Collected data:
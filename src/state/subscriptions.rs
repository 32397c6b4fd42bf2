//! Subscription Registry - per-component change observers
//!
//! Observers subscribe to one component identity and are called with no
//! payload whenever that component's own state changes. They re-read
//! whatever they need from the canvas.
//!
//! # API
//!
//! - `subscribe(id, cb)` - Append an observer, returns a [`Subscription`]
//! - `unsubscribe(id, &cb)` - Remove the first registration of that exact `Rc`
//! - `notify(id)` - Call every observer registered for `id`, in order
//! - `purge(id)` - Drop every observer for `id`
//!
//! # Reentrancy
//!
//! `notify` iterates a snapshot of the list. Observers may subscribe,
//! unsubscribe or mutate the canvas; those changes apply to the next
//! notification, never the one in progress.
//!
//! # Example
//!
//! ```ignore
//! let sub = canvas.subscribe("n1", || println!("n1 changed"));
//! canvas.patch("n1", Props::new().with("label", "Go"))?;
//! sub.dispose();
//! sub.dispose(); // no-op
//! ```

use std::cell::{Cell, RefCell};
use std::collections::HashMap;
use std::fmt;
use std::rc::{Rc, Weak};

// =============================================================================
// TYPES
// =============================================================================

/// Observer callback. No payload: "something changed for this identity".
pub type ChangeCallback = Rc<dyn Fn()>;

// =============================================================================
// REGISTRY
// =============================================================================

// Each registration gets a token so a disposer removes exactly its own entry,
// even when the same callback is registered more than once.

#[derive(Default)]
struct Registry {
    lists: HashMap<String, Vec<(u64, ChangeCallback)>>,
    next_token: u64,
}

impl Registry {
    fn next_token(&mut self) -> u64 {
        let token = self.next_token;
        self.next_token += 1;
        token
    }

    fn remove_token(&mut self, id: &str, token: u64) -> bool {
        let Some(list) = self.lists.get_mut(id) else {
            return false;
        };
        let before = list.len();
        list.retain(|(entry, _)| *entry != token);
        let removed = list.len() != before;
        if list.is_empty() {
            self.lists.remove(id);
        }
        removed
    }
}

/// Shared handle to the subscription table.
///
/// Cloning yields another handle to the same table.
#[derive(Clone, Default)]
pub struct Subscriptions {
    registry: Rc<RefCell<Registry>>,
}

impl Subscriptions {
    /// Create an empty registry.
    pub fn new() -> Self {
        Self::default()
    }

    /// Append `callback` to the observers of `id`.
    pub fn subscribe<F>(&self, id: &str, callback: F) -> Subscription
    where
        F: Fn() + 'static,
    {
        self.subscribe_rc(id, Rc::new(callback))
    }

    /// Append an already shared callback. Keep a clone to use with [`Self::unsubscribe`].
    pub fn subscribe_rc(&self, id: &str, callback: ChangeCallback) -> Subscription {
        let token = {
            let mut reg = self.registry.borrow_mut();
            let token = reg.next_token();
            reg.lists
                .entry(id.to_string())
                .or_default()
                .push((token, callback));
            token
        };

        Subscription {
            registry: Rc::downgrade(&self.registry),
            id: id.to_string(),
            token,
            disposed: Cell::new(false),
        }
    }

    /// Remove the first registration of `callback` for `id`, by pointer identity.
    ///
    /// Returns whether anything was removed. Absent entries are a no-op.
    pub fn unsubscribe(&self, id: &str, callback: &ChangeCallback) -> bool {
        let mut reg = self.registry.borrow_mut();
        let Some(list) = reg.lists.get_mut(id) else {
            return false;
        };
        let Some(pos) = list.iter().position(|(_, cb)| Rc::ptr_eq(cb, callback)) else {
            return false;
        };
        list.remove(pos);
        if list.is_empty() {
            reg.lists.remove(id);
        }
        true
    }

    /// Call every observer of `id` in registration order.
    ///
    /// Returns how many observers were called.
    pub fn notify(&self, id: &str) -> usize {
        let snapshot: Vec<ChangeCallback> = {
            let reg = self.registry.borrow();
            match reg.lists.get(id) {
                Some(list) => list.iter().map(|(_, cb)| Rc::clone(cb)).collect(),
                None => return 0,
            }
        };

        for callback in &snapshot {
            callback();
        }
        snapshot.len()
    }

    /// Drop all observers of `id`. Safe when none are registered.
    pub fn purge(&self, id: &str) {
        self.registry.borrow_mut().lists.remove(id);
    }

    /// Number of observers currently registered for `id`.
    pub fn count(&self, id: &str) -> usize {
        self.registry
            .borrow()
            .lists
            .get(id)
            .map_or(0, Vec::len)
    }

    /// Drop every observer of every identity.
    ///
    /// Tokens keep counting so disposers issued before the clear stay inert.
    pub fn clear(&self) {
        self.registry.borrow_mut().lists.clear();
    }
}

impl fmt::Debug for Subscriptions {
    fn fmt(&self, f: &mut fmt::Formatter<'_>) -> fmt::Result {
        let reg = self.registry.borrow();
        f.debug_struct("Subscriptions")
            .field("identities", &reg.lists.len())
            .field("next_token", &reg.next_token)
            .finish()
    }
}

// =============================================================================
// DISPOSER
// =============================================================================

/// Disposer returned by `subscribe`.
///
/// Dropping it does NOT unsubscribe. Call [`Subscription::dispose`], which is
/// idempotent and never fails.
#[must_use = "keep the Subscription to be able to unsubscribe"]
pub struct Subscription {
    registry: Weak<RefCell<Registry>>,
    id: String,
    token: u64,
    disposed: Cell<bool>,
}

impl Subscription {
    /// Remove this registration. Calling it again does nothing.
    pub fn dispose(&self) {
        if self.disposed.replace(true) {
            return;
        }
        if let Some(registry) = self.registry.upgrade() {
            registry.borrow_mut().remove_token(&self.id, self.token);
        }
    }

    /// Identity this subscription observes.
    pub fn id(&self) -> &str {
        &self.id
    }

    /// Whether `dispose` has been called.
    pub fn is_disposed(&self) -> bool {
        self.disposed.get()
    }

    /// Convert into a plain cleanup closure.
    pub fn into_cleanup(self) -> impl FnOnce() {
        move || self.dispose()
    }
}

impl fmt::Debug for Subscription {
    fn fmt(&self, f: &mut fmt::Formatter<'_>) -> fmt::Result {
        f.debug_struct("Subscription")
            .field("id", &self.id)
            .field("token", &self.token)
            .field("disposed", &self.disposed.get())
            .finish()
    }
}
* * *
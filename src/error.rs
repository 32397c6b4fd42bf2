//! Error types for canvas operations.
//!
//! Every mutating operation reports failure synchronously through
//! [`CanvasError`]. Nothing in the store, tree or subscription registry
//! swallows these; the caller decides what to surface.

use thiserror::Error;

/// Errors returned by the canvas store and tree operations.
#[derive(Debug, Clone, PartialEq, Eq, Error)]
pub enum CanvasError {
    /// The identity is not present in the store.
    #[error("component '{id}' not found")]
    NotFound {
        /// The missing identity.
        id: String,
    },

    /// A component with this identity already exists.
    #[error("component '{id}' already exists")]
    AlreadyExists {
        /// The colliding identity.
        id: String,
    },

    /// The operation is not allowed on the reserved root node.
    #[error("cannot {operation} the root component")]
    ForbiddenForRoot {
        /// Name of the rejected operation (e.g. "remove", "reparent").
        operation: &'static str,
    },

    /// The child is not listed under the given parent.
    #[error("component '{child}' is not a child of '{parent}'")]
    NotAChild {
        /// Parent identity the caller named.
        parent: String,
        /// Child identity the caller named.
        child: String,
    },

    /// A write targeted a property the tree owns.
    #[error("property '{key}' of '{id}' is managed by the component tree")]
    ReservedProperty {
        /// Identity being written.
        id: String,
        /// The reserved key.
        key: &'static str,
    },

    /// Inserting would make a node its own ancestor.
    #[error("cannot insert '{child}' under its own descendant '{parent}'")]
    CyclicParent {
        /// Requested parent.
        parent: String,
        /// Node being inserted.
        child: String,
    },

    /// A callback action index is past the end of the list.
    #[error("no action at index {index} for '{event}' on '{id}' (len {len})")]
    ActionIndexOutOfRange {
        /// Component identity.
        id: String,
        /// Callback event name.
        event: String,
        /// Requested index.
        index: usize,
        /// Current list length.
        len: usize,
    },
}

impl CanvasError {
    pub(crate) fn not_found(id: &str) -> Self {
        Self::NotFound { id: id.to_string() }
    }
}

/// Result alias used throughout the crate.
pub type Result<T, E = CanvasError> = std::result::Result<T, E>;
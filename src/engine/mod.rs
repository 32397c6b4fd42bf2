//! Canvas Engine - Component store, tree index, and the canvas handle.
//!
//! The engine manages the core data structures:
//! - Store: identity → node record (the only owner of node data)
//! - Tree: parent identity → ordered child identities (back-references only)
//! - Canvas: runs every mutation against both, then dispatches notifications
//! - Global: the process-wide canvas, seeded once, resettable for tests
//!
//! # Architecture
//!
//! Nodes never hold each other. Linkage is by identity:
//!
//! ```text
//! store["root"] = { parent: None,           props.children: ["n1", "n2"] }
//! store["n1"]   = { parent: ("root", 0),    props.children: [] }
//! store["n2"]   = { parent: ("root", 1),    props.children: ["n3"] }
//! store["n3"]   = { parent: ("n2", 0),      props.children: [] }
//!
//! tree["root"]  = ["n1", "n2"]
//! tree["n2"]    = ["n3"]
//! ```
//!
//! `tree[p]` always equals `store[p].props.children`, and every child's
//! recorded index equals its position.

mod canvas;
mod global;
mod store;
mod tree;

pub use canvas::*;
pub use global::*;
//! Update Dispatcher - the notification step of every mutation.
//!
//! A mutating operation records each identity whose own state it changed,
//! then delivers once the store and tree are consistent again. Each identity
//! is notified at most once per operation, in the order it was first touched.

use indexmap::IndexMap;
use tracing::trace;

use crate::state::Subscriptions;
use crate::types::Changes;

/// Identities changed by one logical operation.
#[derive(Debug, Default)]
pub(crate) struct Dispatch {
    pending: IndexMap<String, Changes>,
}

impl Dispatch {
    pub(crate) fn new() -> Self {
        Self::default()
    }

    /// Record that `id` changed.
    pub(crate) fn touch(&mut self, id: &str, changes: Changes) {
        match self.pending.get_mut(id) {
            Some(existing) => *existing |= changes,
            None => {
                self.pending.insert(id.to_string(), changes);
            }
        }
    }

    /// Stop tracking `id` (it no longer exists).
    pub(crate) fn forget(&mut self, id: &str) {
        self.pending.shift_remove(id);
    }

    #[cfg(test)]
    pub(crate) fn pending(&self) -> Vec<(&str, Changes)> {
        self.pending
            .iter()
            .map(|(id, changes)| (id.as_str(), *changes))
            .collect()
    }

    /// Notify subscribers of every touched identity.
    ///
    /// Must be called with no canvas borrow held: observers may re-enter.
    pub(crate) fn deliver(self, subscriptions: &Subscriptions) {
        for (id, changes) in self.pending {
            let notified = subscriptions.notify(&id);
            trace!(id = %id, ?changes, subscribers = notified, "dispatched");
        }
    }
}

What the task asks: In the entries above, restate word for word the lines between the one holding "pub fn clear(&self)" and the one holding "this subscription observes.", inclusive, and nothing besides.

Result of the exercise:
    pub fn clear(&self) {
        self.registry.borrow_mut().lists.clear();
    }
}

impl fmt::Debug for Subscriptions {
    fn fmt(&self, f: &mut fmt::Formatter<'_>) -> fmt::Result {
        let reg = self.registry.borrow();
        f.debug_struct("Subscriptions")
            .field("identities", &reg.lists.len())
            .field("next_token", &reg.next_token)
            .finish()
    }
}

// =============================================================================
// DISPOSER
// =============================================================================

/// Disposer returned by `subscribe`.
///
/// Dropping it does NOT unsubscribe. Call [`Subscription::dispose`], which is
/// idempotent and never fails.
#[must_use = "keep the Subscription to be able to unsubscribe"]
pub struct Subscription {
    registry: Weak<RefCell<Registry>>,
    id: String,
    token: u64,
    disposed: Cell<bool>,
}

impl Subscription {
    /// Remove this registration. Calling it again does nothing.
    pub fn dispose(&self) {
        if self.disposed.replace(true) {
            return;
        }
        if let Some(registry) = self.registry.upgrade() {
            registry.borrow_mut().remove_token(&self.id, self.token);
        }
    }

    /// Identity this subscription observes.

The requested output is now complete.